Volleyball coach beats boy; video goes viral

AFP-JIJI

A video showing a volleyball coach repeatedly slapping a high school student — just days after Tokyo was awarded the 2020 Olympics — is the latest example of brutality to tarnish Japanese sports.

A short clip posted on YouTube showed the teacher at Hamamatsu Nittai Senior High School in Shizuoka Prefecture smacking the student’s face at least 13 times in 16 seconds. It was authenticated by the school.

The episode was captured on a mobile phone by another student during a practice game in Gifu Prefecture, on Sunday. By lunchtime Wednesday it had garnered nearly 1.5 million viewings.

“Don’t joke around, kid! Do you understand? You’re stupid,” the teacher yells in the video as he repeatedly slaps the child’s face.

According to the school, the teacher has admitted the physical abuse of the second-year student, saying: “I wanted to shake him up, but I went about it the wrong way.”

Second-year high school students are 16 or 17 years old.

Toshitaka Shiozawa, the assistant principal, said the 41-year-old teacher had also beaten another student the same day. He declined to reveal the teacher’s name.
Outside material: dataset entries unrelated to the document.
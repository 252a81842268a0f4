use crate::{
    Vm,
    error::{CheatcodeError, Result},
    utils::trimmed_return_data,
};
use alloy_primitives::{Address, B256, U256, hex, uint};
use alloy_signer_local::PrivateKeySigner;
use alloy_sol_types::{SolCall, SolInterface, SolValue};
use era_sandbox_core::{BlockContext, CallContext, CallOutcome, StateStore};
use std::fmt::Debug;

/// Order of the secp256k1 curve.
const SECP256K1_ORDER: U256 =
    uint!(0xFFFFFFFFFFFFFFFFFFFFFFFFFFFFFFFEBAAEDCE6AF48A03BBFD25E8CD0364141_U256);

/// Node state a cheatcode may read and mutate.
#[derive(Debug)]
pub struct CheatcodeContext<'a> {
    pub state: &'a mut StateStore,
    pub block: &'a mut BlockContext,
    pub call_context: &'a mut CallContext,
    /// Address of the frame calling the cheatcode address.
    pub caller: Address,
}

/// Implemented by every [`Vm`] call.
pub(crate) trait Cheatcode: SolCall + Debug {
    /// Applies this cheatcode, returning its ABI encoded output.
    fn apply(&self, ccx: &mut CheatcodeContext<'_>) -> Result;
}

/// Decodes `calldata` as a [`Vm`] call and applies it.
///
/// Nothing is written unless the call decodes and validates.
pub fn apply_cheatcode(calldata: &[u8], ccx: &mut CheatcodeContext<'_>) -> Result {
    let selector: [u8; 4] = calldata
        .get(..4)
        .and_then(|selector| selector.try_into().ok())
        .ok_or(CheatcodeError::MissingSelector)?;
    if !Vm::VmCalls::valid_selector(selector) {
        return Err(CheatcodeError::UnknownSelector(selector.into()));
    }

    let call = Vm::VmCalls::abi_decode_validate(calldata)?;
    tracing::trace!(?call, caller = ?ccx.caller, "applying cheatcode");

    use Vm::VmCalls::*;
    match &call {
        addr(call) => call.apply(ccx),
        deal(call) => call.apply(ccx),
        etch(call) => call.apply(ccx),
        getNonce(call) => call.apply(ccx),
        load(call) => call.apply(ccx),
        roll(call) => call.apply(ccx),
        setNonce(call) => call.apply(ccx),
        startPrank_0(call) => call.apply(ccx),
        startPrank_1(call) => call.apply(ccx),
        stopPrank(call) => call.apply(ccx),
        store(call) => call.apply(ccx),
        toString_0(call) => call.apply(ccx),
        toString_1(call) => call.apply(ccx),
        toString_2(call) => call.apply(ccx),
        toString_3(call) => call.apply(ccx),
        toString_4(call) => call.apply(ccx),
        toString_5(call) => call.apply(ccx),
        warp(call) => call.apply(ccx),
    }
}

/// Same as [`apply_cheatcode`], with failures turned into a revert carrying `Error(string)`.
pub fn dispatch_cheatcode(calldata: &[u8], ccx: &mut CheatcodeContext<'_>) -> CallOutcome {
    match apply_cheatcode(calldata, ccx) {
        Ok(output) => CallOutcome::success(output),
        Err(err) => {
            tracing::warn!(%err, "cheatcode reverted");
            CallOutcome::revert(err.abi_encode())
        }
    }
}

fn to_u64(name: &'static str, value: U256) -> Result<u64> {
    u64::try_from(value).map_err(|_| CheatcodeError::ValueOutOfRange { name, value })
}

impl Cheatcode for Vm::addrCall {
    fn apply(&self, _ccx: &mut CheatcodeContext<'_>) -> Result {
        tracing::info!("👷 Getting address for private key");
        let Self { privateKey: private_key } = *self;
        if private_key.is_zero() {
            return Err(CheatcodeError::InvalidPrivateKey("private key cannot be 0".to_string()));
        }
        if private_key >= SECP256K1_ORDER {
            return Err(CheatcodeError::InvalidPrivateKey(
                "private key must be less than the secp256k1 curve order".to_string(),
            ));
        }
        let signer = PrivateKeySigner::from_bytes(&B256::from(private_key))
            .map_err(|err| CheatcodeError::InvalidPrivateKey(err.to_string()))?;
        Ok(signer.address().abi_encode())
    }
}

impl Cheatcode for Vm::dealCall {
    fn apply(&self, ccx: &mut CheatcodeContext<'_>) -> Result {
        let Self { account, newBalance: new_balance } = *self;
        tracing::info!("👷 Setting balance for {account:?} to {new_balance}");
        ccx.state.force_set_balance(account, new_balance);
        Ok(Default::default())
    }
}

impl Cheatcode for Vm::etchCall {
    fn apply(&self, ccx: &mut CheatcodeContext<'_>) -> Result {
        let Self { target, newRuntimeBytecode: new_runtime_bytecode } = self;
        tracing::info!("👷 Setting address code for {target:?}");
        let hash = ccx.state.force_set_code(*target, new_runtime_bytecode)?;
        tracing::debug!(?hash, len = new_runtime_bytecode.len(), "etched code");
        Ok(Default::default())
    }
}

impl Cheatcode for Vm::getNonceCall {
    fn apply(&self, ccx: &mut CheatcodeContext<'_>) -> Result {
        let Self { account } = *self;
        tracing::info!("👷 Getting nonce for {account:?}");
        Ok(ccx.state.nonce(&account).abi_encode())
    }
}

impl Cheatcode for Vm::loadCall {
    fn apply(&self, ccx: &mut CheatcodeContext<'_>) -> Result {
        let Self { target, slot } = *self;
        tracing::info!("👷 Getting storage slot {slot:?} for account {target:?}");
        Ok(ccx.state.storage(&target, slot).abi_encode())
    }
}

impl Cheatcode for Vm::rollCall {
    fn apply(&self, ccx: &mut CheatcodeContext<'_>) -> Result {
        let Self { newHeight: new_height } = *self;
        tracing::info!("👷 Setting block number to {new_height}");
        ccx.block.set_number(to_u64("newHeight", new_height)?);
        Ok(Default::default())
    }
}

impl Cheatcode for Vm::setNonceCall {
    fn apply(&self, ccx: &mut CheatcodeContext<'_>) -> Result {
        let Self { account, newNonce: new_nonce } = *self;
        let current = ccx.state.nonce(&account);
        tracing::info!("👷 Setting nonce for {account:?} to {new_nonce} (was {current})");
        ccx.state.force_set_nonce(account, new_nonce);
        Ok(Default::default())
    }
}

impl Cheatcode for Vm::startPrank_0Call {
    fn apply(&self, ccx: &mut CheatcodeContext<'_>) -> Result {
        let Self { msgSender: msg_sender } = *self;
        tracing::info!("👷 Starting prank to {msg_sender:?}");
        ccx.call_context.start_prank(msg_sender, None);
        Ok(Default::default())
    }
}

impl Cheatcode for Vm::startPrank_1Call {
    fn apply(&self, ccx: &mut CheatcodeContext<'_>) -> Result {
        let Self { msgSender: msg_sender, txOrigin: tx_origin } = *self;
        tracing::info!("👷 Starting prank to {msg_sender:?} with origin {tx_origin:?}");
        ccx.call_context.start_prank(msg_sender, Some(tx_origin));
        Ok(Default::default())
    }
}

impl Cheatcode for Vm::stopPrankCall {
    fn apply(&self, ccx: &mut CheatcodeContext<'_>) -> Result {
        let Self {} = self;
        tracing::info!("👷 Stopping prank");
        ccx.call_context.stop_prank();
        Ok(Default::default())
    }
}

impl Cheatcode for Vm::storeCall {
    fn apply(&self, ccx: &mut CheatcodeContext<'_>) -> Result {
        let Self { target, slot, value } = *self;
        tracing::info!("👷 Setting storage slot {slot:?} for account {target:?} to {value:?}");
        ccx.state.force_set_storage(target, slot, value);
        Ok(Default::default())
    }
}

impl Cheatcode for Vm::toString_0Call {
    fn apply(&self, _ccx: &mut CheatcodeContext<'_>) -> Result {
        tracing::info!("👷 Converting address into string");
        Ok(trimmed_return_data(self.value.to_checksum(None).as_bytes()))
    }
}

impl Cheatcode for Vm::toString_1Call {
    fn apply(&self, _ccx: &mut CheatcodeContext<'_>) -> Result {
        tracing::info!("👷 Converting bytes into string");
        Ok(trimmed_return_data(hex::encode_prefixed(&self.value).as_bytes()))
    }
}

impl Cheatcode for Vm::toString_2Call {
    fn apply(&self, _ccx: &mut CheatcodeContext<'_>) -> Result {
        tracing::info!("👷 Converting bytes32 into string");
        Ok(trimmed_return_data(hex::encode_prefixed(self.value).as_bytes()))
    }
}

impl Cheatcode for Vm::toString_3Call {
    fn apply(&self, _ccx: &mut CheatcodeContext<'_>) -> Result {
        tracing::info!("👷 Converting bool into string");
        Ok(trimmed_return_data(self.value.to_string().as_bytes()))
    }
}

impl Cheatcode for Vm::toString_4Call {
    fn apply(&self, _ccx: &mut CheatcodeContext<'_>) -> Result {
        tracing::info!("👷 Converting uint256 into string");
        Ok(trimmed_return_data(self.value.to_string().as_bytes()))
    }
}

impl Cheatcode for Vm::toString_5Call {
    fn apply(&self, _ccx: &mut CheatcodeContext<'_>) -> Result {
        tracing::info!("👷 Converting int256 into string");
        Ok(trimmed_return_data(self.value.to_string().as_bytes()))
    }
}

impl Cheatcode for Vm::warpCall {
    fn apply(&self, ccx: &mut CheatcodeContext<'_>) -> Result {
        let Self { newTimestamp: new_timestamp } = *self;
        tracing::info!("👷 Setting block timestamp {new_timestamp}");
        ccx.block.set_timestamp(to_u64("newTimestamp", new_timestamp)?);
        Ok(Default::default())
    }
}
Neither student suffered any lasting injuries in the attacks, Shiozawa said, adding the school was considering punishing the teacher.

Japan banned corporal punishment in schools after World War II, but it remains far from uncommon, particularly in sports education, despite a number of high-profile cases.

In December, a teenager killed himself following repeated physical abuse from his high school basketball coach in Osaka.

Earlier this month, world judo champion Shohei Ono was suspended from his university for physically abusing junior members of the judo squad.

Japan’s judo community was rocked in January when it emerged that the coach of the national women’s team was found to have beaten athletes, sometimes using a bamboo sword, calling his charges “ugly” and telling them to “die” in the runup to the London Olympics.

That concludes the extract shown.